SIPp scenario example:
REGISTER sip:[domain] SIP/2.0
Via: SIP/2.0/[transport] [local_ip]:[local_port];rport
From: [user] <sip:[EMAIL PROTECTED]>;tag=[call_id]
To: [user] <sip:[EMAIL PROTECTED]>
...
[authentication username="[EMAIL PROTECTED]"
aka_K=0x6c38a116ac280c454f59332ee35c8c4f
aka_OP=0x63bfa50ee6523365ff14c1f45f88737d aka_SQN=0x63bfa50ee652]
Example for SIP sync failure response message:
REGISTER sip:domain.com SIP/2.0
Via: SIP/2.0/UDP 127.0.0.1:5098;rport
...
Authorization: Digest username="[EMAIL PROTECTED]",...
response="d60f3655a7ada3e6b88b46d6d400889e",algorithm=AKAv1-MD5,auts="3KOC52grnTPNEPwruko="
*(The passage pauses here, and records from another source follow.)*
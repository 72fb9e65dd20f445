//! The seam between one embedded template and the host file that contains it.

use lsp_types::Position;

use crate::text::LineIndex;

/// One embedded template occurrence inside a host source file.
///
/// The host supplies an implementation per template instance; the bridge uses
/// it both to map embedded-document positions onto flat host-file offsets and
/// as the identity of the template for completion caching (`file_name` plus
/// the current `text` snapshot, so any edit invalidates cached results
/// structurally).
pub trait TemplateContext {
    /// Path of the host file containing the template.
    fn file_name(&self) -> &str;

    /// Current text of the embedded virtual document.
    fn text(&self) -> &str;

    /// Map a position in the embedded document onto a host-file offset.
    fn to_offset(&self, position: Position) -> usize;
}

/// A [`TemplateContext`] for a template whose text occupies one contiguous
/// span of the host file, starting at `host_offset`.
pub struct TemplateRegion {
    file_name: String,
    host_offset: usize,
    text: String,
    line_index: LineIndex,
}

impl TemplateRegion {
    pub fn new(file_name: impl Into<String>, host_offset: usize, text: impl Into<String>) -> Self {
        let text = text.into();
        let line_index = LineIndex::new(&text);
        Self {
            file_name: file_name.into(),
            host_offset,
            text,
            line_index,
        }
    }
}

impl TemplateContext for TemplateRegion {
    fn file_name(&self) -> &str {
        &self.file_name
    }

    fn text(&self) -> &str {
        &self.text
    }

    fn to_offset(&self, position: Position) -> usize {
        self.host_offset + u32::from(self.line_index.offset_at(&self.text, position)) as usize
    }
}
The patch should be applied to sipp trunk, revision 424.
Cheers,
Gergo
--
Gergely Kovacs
http://www.iptel.org/~gergo
Index: auth.c
===================================================================
--- auth.c (revision 424)
+++ auth.c (working copy)
@@ -82,6 +82,7 @@
int createAuthHeaderAKAv1MD5(char * user, char * OP,
char * AMF,
char * K,
+ char * SQN,
char * method,
char * uri, char * msgbody, char * auth, char
*algo,
char * result);
@@ -142,6 +143,7 @@
char * aka_OP,
char * aka_AMF,
char * aka_K,
+ char * aka_SQN,
char * result) {
char algo[32]="MD5";
@@ -167,6 +169,7 @@
return createAuthHeaderAKAv1MD5(user, aka_OP,
aka_AMF,
aka_K,
+ aka_SQN,
method,uri,msgbody,auth,algo,result);
}else{
sprintf(result, "createAuthHeader: authentication must use MD5 or
AKAv1-MD5");
@@ -494,13 +497,14 @@
int createAuthHeaderAKAv1MD5(char * user, char * aka_OP,
char * aka_AMF,
char * aka_K,
+ char * aka_SQN,
char * method,
char * uri, char * msgbody, char * auth, char *algo,
char * result) {
char tmp[MAX_HEADER_LEN];
char *start, *end;
- int has_auts = 0, resuf = 1;
+ int has_auts = 0, resuf = 1, need2resync = 0;
char *nonce64, *nonce;
int noncelen;
RESHEX resp_hex;
@@ -565,13 +569,19 @@
/* the condition below is wrong.
* Should trigger synchronization when sqn_ms>>3!=sqn_he>>3 for example.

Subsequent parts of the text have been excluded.